The Register Identity process provides the user the ability to identify and register identity pairs with the Syntasa Identity Graph. An identity graph's contents include the identity pair, first time that pair was observed and whether that pair is suspect or not. The identity pair consists of a local_id
- This process expects only one input dataset
- Required information:
- Identity pair
- Event store
- Time when identity pair was observed
Process Configuration
The Register Identity Process has only two screens and very few configurations to make.
Parameters
This is where the two IDs are selected with a field that defines time. When an ID pair is located a timestamp will be assigned and output dataset will only have one reference to that ID pair with the very first instance that pair was seen.
Local Id - select an available field from the dropdown that is constructed based off input dataset. The Local Id is typically an anonymous ID such as a cookie field.
Universal Id - select an available field from the dropdown that is populated based off input dataset. The Universal Id is typically a static ID such as a customer ID that is unique to that known user (i.e. logged in).
First Seen Time - select an available field from the dropdown that is populated based off input dataset. This is a time field used to help determine when the first time the ID pairing was found in the data.
Output
This is where the user can define the dataset names and other environment specific options for data availability.
Datasets
Table Name - defines the name of the database table where the output data will be written. Please ensure that the table name is unique to all other tables within the defined Event Store, otherwise, data previously written by another process will get overwritten.
Display Name - label of the process output icon displayed on the app graph canvas.
Load To BQ - this option is only relevant to Google Cloud Platform deployments. BQ stands for Big Query and this option allows for the ability to create a Big Query table. If using AWS, this will have the option to Load To RedShift and if an on-premise installation data is normally written to HDFS and does not display a Load To option.
Compression - option to compress the files, reducing amount of storage required. Compression adds a bit of overhead to processing, but if raw files will be stored indefinitely, it is recommended to compress the files. If raw files will be removed after Event Enrich processing, then it is recommended to turn Compression off.
Event Store Name - name of the Event Store selected when initially creating the app. This option is not configurable, if any of the Event Store Name, Database or Location details are incorrect then back out of the app and make the changes in the Event Stores settings screen.
Database - name of the database in the event store that data will get written.
Location - storage bucket or HDFS location where source raw files will be stored for Syntasa Event Enrich process to use.
Expected Output
The data will be written to database tables that are accessible via a query engine.
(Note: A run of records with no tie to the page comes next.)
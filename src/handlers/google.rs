// src/handlers/google.rs

use axum::{Json, extract::State, response::IntoResponse};
use serde_json::json;

use crate::{
    common::{error::AppError, extract::ValidJson},
    config::AppState,
    middleware::auth::AuthenticatedUser,
    models::config::{ExchangeCodePayload, GoogleStatus},
};

// POST /api/google/exchange-code
#[utoipa::path(
    post,
    path = "/api/google/exchange-code",
    tag = "Google Calendar",
    request_body = ExchangeCodePayload,
    responses(
        (status = 200, description = "Conta Google conectada"),
        (status = 400, description = "Código rejeitado pelo Google")
    ),
    security(("api_jwt" = []))
)]
pub async fn exchange_code(
    State(app_state): State<AppState>,
    AuthenticatedUser(user): AuthenticatedUser,
    ValidJson(payload): ValidJson<ExchangeCodePayload>,
) -> Result<impl IntoResponse, AppError> {
    let redirect_uri = payload
        .redirect_uri
        .as_deref()
        .filter(|uri| !uri.is_empty())
        .unwrap_or(&app_state.google_redirect_uri);

    app_state
        .calendar_sync
        .connect(user.id, payload.code.as_deref().unwrap_or_default(), redirect_uri)
        .await?;

    Ok(Json(json!({ "message": "Google Calendar conectado com sucesso." })))
}

// GET /api/google/status
#[utoipa::path(
    get,
    path = "/api/google/status",
    tag = "Google Calendar",
    responses((status = 200, description = "Há uma conta Google conectada?", body = GoogleStatus)),
    security(("api_jwt" = []))
)]
pub async fn google_status(
    State(app_state): State<AppState>,
    AuthenticatedUser(user): AuthenticatedUser,
) -> Result<Json<GoogleStatus>, AppError> {
    // Só olha os tokens salvos; não chama o Google
    let conectado = app_state
        .config_repo
        .find(user.id)
        .await?
        .is_some_and(|row| row.google_refresh_token.is_some());
    Ok(Json(GoogleStatus { conectado }))
}

// DELETE /api/google/connection
#[utoipa::path(
    delete,
    path = "/api/google/connection",
    tag = "Google Calendar",
    responses((status = 200, description = "Tokens removidos e integração desligada")),
    security(("api_jwt" = []))
)]
pub async fn disconnect(
    State(app_state): State<AppState>,
    AuthenticatedUser(user): AuthenticatedUser,
) -> Result<impl IntoResponse, AppError> {
    app_state.calendar_sync.disconnect(user.id).await?;
    Ok(Json(json!({ "message": "Google Calendar desconectado." })))
}
// src/models/invoice.rs

use chrono::{DateTime, Utc};
use rust_decimal::Decimal;
use serde::{Deserialize, Serialize};
use sqlx::FromRow;
use utoipa::ToSchema;
use validator::Validate;

// Mapeia o CREATE TYPE status_nota do banco
#[derive(Debug, Clone, Copy, PartialEq, Eq, Serialize, Deserialize, sqlx::Type, ToSchema)]
#[sqlx(type_name = "status_nota", rename_all = "lowercase")]
#[serde(rename_all = "lowercase")]
pub enum InvoiceStatus {
    Pendente,
    Emitida,
    Erro,
    Cancelada,
}

impl InvoiceStatus {
    /// Traduz o status devolvido pelo provedor de NFS-e.
    pub fn from_provider(status: &str) -> Self {
        match status {
            "autorizado" => InvoiceStatus::Emitida,
            "cancelado" => InvoiceStatus::Cancelada,
            "erro_autorizacao" | "erro_cancelamento" => InvoiceStatus::Erro,
            _ => InvoiceStatus::Pendente,
        }
    }
}

#[derive(Debug, Clone, Serialize, Deserialize, FromRow, ToSchema)]
pub struct Invoice {
    pub id: i32,
    #[schema(ignore)]
    pub usuario_id: i32,
    pub cliente_id: Option<i32>,

    // Referência idempotente enviada ao provedor ("nf_<id>")
    #[schema(example = "nf_42")]
    pub referencia: Option<String>,

    #[schema(example = "Manutenção preventiva do veículo ABC-1234")]
    pub discriminacao: String,
    #[schema(example = "350.00")]
    pub valor_servicos: Decimal,
    #[schema(example = "2.00")]
    pub aliquota: Option<Decimal>,
    #[schema(example = "14.01")]
    pub item_lista_servico: String,

    pub status: InvoiceStatus,
    pub numero: Option<String>,
    pub codigo_verificacao: Option<String>,
    pub url_pdf: Option<String>,
    pub url_xml: Option<String>,
    pub mensagem_erro: Option<String>,
    pub data_emissao: Option<DateTime<Utc>>,

    pub created_at: DateTime<Utc>,
    pub updated_at: DateTime<Utc>,
}

/// Resultado de uma chamada ao provedor, aplicado sobre a linha local.
#[derive(Debug, Clone, PartialEq)]
pub struct InvoiceProviderUpdate {
    pub status: InvoiceStatus,
    pub numero: Option<String>,
    pub codigo_verificacao: Option<String>,
    pub url_pdf: Option<String>,
    pub url_xml: Option<String>,
    pub mensagem_erro: Option<String>,
    pub data_emissao: Option<DateTime<Utc>>,
}

// Tomador informado diretamente na emissão (sem cliente cadastrado)
#[derive(Debug, Clone, Deserialize, Validate, ToSchema)]
pub struct TomadorPayload {
    #[validate(required(message = "O CPF/CNPJ do tomador é obrigatório."))]
    #[schema(example = "123.456.789-09")]
    pub cpf_cnpj: Option<String>,

    #[validate(
        required(message = "A razão social do tomador é obrigatória."),
        length(min = 1, message = "A razão social do tomador é obrigatória.")
    )]
    pub razao_social: Option<String>,

    #[validate(email(message = "O e-mail do tomador é inválido."))]
    pub email: Option<String>,
    pub telefone: Option<String>,
    pub logradouro: Option<String>,
    pub numero: Option<String>,
    pub bairro: Option<String>,
    pub codigo_municipio: Option<String>,
    pub uf: Option<String>,
    pub cep: Option<String>,
}

#[derive(Debug, Deserialize, Validate, ToSchema)]
pub struct InvoicePayload {
    // Cliente cadastrado que será o tomador; alternativa ao bloco `tomador`
    #[schema(example = 1)]
    pub cliente_id: Option<i32>,

    #[validate(nested)]
    pub tomador: Option<TomadorPayload>,

    #[validate(
        required(message = "A discriminação do serviço é obrigatória."),
        length(min = 1, message = "A discriminação do serviço é obrigatória.")
    )]
    pub discriminacao: Option<String>,

    #[validate(
        required(message = "O valor dos serviços é obrigatório."),
        custom(function = "validate_valor_servicos")
    )]
    pub valor_servicos: Option<Decimal>,

    pub aliquota: Option<Decimal>,

    #[validate(
        required(message = "O item da lista de serviço é obrigatório."),
        length(min = 1, message = "O item da lista de serviço é obrigatório.")
    )]
    pub item_lista_servico: Option<String>,

    pub codigo_tributario_municipio: Option<String>,

    #[serde(default)]
    pub iss_retido: bool,
}

fn validate_valor_servicos(valor: &Decimal) -> Result<(), validator::ValidationError> {
    if *valor <= Decimal::ZERO {
        let mut err = validator::ValidationError::new("valor_positivo");
        err.message = Some("O valor dos serviços deve ser maior que zero.".into());
        return Err(err);
    }
    Ok(())
}

#[derive(Debug, Deserialize, Validate, ToSchema)]
pub struct CancelInvoicePayload {
    #[validate(
        required(message = "A justificativa é obrigatória."),
        length(min = 15, max = 255, message = "A justificativa deve ter entre 15 e 255 caracteres.")
    )]
    pub justificativa: Option<String>,
}

#[cfg(test)]
mod tests {
    use super::*;

    #[test]
    fn maps_provider_statuses() {
        assert_eq!(InvoiceStatus::from_provider("autorizado"), InvoiceStatus::Emitida);
        assert_eq!(InvoiceStatus::from_provider("cancelado"), InvoiceStatus::Cancelada);
        assert_eq!(InvoiceStatus::from_provider("erro_autorizacao"), InvoiceStatus::Erro);
        assert_eq!(InvoiceStatus::from_provider("processando_autorizacao"), InvoiceStatus::Pendente);
        assert_eq!(InvoiceStatus::from_provider("qualquer_outro"), InvoiceStatus::Pendente);
    }
}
Typical expected behavior is a many-to-one relationship with Local ID and Universal ID where there can be many Local IDs to one Universal ID. For example, customer deletes cookies frequently and a new Visitor ID is created when visiting the site again after ID was deleted.
In cases where there are many Universal IDs to one Local ID, the ID pairings are flagged where Suspect field would be set to TRUE.
Fields that are available are:
- Local ID - value (i.e. cookie ID) selected on the parameters screen
- Universal ID - value (i.e. customer ID) selected on the parameters screen
- First Seen Time - value (i.e. Date/Time) selected on the parameters screen
- Suspect - TRUE/FALSE to indicate if there is a many-to-one relationship with a Local ID. Meaning there are multiple Universal IDs to one Local ID.
- Input Source - input dataset name
- Identity Partition - input dataset event_partition value when ID pairing was found
- Input Source Partition - input dataset name as a partition
ID Graph datasets are typically used in Unified Events apps to provide an ID stitching scenario where anonymous pages would be stamped with the Universal ID where a match of the Local ID exists. The ID Graph dataset can be used in other apps as an ID lookup as well.